Items from a data source
+ + + + + + +

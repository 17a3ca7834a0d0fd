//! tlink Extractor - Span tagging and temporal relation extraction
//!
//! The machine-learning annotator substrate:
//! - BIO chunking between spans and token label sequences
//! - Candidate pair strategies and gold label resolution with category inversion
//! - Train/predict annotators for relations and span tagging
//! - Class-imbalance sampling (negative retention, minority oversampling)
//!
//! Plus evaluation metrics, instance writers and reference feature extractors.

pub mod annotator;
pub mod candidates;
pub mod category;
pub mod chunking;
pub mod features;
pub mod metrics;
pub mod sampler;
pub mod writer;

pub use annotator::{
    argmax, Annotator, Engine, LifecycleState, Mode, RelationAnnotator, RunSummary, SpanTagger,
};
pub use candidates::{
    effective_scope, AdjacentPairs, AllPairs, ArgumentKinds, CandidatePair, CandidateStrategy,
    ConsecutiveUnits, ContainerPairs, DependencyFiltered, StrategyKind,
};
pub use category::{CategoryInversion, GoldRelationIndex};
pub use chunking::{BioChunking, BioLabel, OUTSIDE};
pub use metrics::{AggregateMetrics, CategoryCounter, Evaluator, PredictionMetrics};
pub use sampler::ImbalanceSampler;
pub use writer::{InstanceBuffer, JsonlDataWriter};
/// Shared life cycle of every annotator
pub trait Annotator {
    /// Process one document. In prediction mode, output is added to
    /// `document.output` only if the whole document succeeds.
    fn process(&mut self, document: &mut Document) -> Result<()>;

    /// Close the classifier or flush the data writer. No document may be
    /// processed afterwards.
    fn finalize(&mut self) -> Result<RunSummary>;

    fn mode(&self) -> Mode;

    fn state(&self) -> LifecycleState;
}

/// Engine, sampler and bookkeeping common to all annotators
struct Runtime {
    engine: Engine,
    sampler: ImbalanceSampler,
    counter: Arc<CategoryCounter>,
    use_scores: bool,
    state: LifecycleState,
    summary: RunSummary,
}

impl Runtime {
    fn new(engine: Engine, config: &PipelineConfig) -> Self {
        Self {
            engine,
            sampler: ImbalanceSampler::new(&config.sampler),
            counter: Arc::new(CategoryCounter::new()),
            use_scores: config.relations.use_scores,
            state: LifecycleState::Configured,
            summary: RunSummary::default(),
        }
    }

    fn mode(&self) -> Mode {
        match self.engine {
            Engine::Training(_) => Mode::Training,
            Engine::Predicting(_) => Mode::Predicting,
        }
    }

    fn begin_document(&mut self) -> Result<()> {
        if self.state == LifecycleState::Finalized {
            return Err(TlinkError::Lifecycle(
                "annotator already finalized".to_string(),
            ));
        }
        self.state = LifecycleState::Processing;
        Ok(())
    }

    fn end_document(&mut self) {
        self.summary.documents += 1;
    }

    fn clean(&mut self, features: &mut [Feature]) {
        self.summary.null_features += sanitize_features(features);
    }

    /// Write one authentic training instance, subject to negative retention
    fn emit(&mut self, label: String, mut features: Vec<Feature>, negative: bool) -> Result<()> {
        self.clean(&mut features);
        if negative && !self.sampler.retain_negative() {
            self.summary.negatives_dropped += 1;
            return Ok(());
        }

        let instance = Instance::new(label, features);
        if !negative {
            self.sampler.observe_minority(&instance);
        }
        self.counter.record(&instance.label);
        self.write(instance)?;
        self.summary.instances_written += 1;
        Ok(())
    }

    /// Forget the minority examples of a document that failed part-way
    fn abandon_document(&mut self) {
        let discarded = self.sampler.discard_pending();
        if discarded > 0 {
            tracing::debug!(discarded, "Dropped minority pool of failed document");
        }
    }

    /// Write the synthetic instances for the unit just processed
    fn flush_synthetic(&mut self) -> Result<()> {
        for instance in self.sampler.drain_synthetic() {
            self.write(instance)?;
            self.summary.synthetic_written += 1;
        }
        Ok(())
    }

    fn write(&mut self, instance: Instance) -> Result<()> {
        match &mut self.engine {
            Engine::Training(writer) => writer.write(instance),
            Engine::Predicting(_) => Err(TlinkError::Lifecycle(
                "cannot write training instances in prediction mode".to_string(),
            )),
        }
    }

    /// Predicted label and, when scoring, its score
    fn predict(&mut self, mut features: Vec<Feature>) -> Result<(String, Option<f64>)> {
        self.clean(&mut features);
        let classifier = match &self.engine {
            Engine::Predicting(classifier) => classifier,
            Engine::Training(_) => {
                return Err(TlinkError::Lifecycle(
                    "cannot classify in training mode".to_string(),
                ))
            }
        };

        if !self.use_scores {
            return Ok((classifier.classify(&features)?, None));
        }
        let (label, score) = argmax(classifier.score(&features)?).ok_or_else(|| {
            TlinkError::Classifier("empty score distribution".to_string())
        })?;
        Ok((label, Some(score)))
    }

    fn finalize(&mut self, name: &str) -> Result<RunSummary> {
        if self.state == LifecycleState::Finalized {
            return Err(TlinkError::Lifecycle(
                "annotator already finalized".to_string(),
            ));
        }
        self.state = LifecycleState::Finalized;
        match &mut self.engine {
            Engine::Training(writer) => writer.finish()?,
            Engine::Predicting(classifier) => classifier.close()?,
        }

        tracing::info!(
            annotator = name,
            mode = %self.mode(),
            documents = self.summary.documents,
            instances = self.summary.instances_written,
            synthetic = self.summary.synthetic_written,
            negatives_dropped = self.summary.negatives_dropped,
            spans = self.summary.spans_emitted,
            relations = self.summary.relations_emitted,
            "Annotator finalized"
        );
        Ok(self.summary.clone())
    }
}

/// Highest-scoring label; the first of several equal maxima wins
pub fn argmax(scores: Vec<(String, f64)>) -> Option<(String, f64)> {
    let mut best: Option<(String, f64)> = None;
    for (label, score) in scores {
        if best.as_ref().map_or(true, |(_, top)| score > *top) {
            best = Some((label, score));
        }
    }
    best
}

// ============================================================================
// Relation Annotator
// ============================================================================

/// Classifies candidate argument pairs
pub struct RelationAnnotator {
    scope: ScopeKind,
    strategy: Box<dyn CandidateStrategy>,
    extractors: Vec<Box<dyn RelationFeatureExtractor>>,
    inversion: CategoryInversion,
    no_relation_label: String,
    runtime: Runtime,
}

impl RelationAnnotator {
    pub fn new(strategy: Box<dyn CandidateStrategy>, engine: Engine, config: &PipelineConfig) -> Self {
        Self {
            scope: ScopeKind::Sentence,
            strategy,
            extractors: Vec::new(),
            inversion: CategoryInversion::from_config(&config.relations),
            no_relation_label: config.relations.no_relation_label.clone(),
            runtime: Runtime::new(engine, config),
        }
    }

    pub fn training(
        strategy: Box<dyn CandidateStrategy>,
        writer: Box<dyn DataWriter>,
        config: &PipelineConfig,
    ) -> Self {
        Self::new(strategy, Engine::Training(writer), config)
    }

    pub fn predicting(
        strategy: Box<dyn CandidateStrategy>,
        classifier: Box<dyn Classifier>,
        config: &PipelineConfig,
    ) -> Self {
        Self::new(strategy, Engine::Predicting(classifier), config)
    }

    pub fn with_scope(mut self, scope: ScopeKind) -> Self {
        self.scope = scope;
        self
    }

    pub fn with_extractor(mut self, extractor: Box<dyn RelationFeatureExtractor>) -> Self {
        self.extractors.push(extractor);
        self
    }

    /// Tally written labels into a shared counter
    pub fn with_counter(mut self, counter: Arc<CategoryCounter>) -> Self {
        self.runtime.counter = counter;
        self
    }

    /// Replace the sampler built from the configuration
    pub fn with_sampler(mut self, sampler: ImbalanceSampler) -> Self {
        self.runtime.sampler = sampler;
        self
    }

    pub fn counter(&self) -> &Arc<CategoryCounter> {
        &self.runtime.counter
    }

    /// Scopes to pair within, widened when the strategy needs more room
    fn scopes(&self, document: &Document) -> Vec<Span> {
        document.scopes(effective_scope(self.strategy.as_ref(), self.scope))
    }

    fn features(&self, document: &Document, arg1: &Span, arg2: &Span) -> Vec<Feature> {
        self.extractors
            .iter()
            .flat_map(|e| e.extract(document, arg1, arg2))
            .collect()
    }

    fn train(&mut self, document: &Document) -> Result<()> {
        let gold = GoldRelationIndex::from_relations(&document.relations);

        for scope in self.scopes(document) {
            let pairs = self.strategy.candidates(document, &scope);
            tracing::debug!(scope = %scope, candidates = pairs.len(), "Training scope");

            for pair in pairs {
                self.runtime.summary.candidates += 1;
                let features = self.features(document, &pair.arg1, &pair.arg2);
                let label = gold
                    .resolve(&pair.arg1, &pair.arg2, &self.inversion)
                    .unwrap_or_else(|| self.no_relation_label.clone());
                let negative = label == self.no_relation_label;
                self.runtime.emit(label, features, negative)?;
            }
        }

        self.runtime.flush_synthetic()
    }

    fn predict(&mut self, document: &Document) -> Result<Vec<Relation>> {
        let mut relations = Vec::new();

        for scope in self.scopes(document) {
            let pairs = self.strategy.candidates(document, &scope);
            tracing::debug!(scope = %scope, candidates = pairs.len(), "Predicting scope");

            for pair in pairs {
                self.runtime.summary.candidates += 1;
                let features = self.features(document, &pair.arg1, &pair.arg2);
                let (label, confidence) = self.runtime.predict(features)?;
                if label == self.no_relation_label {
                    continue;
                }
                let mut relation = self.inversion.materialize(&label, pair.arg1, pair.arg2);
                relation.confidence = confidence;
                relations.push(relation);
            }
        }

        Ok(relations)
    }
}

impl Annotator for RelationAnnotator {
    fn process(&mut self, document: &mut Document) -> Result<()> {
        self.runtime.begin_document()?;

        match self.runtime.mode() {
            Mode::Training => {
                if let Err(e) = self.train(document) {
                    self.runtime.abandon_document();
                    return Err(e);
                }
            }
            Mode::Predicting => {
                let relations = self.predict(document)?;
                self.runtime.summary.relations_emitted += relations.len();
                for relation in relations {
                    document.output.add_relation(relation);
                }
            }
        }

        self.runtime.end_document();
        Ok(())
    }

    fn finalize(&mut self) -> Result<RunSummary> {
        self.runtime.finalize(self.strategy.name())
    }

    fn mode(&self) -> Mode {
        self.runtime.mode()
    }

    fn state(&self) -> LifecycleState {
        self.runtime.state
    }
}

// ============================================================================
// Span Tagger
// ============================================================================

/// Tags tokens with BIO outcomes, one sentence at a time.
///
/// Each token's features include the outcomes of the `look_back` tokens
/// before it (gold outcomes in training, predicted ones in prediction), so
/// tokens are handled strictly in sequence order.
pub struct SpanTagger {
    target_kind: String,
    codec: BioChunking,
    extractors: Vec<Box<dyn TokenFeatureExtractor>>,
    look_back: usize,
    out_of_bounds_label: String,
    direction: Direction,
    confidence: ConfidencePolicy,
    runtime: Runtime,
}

+ + + + + + +

## WORK TO COMPLETE
Could you retype exactly the lines above, starting at the line that contains "self.state = LifecycleState::Processing;" and ending at the line that contains "if discarded >", and nothing more?

## SOLUTION
        self.state = LifecycleState::Processing;
        Ok(())
    }

    fn end_document(&mut self) {
        self.summary.documents += 1;
    }

    fn clean(&mut self, features: &mut [Feature]) {
        self.summary.null_features += sanitize_features(features);
    }

    /// Write one authentic training instance, subject to negative retention
    fn emit(&mut self, label: String, mut features: Vec<Feature>, negative: bool) -> Result<()> {
        self.clean(&mut features);
        if negative && !self.sampler.retain_negative() {
            self.summary.negatives_dropped += 1;
            return Ok(());
        }

        let instance = Instance::new(label, features);
        if !negative {
            self.sampler.observe_minority(&instance);
        }
        self.counter.record(&instance.label);
        self.write(instance)?;
        self.summary.instances_written += 1;
        Ok(())
    }

    /// Forget the minority examples of a document that failed part-way
    fn abandon_document(&mut self) {
        let discarded = self.sampler.discard_pending();
        if discarded > 0 {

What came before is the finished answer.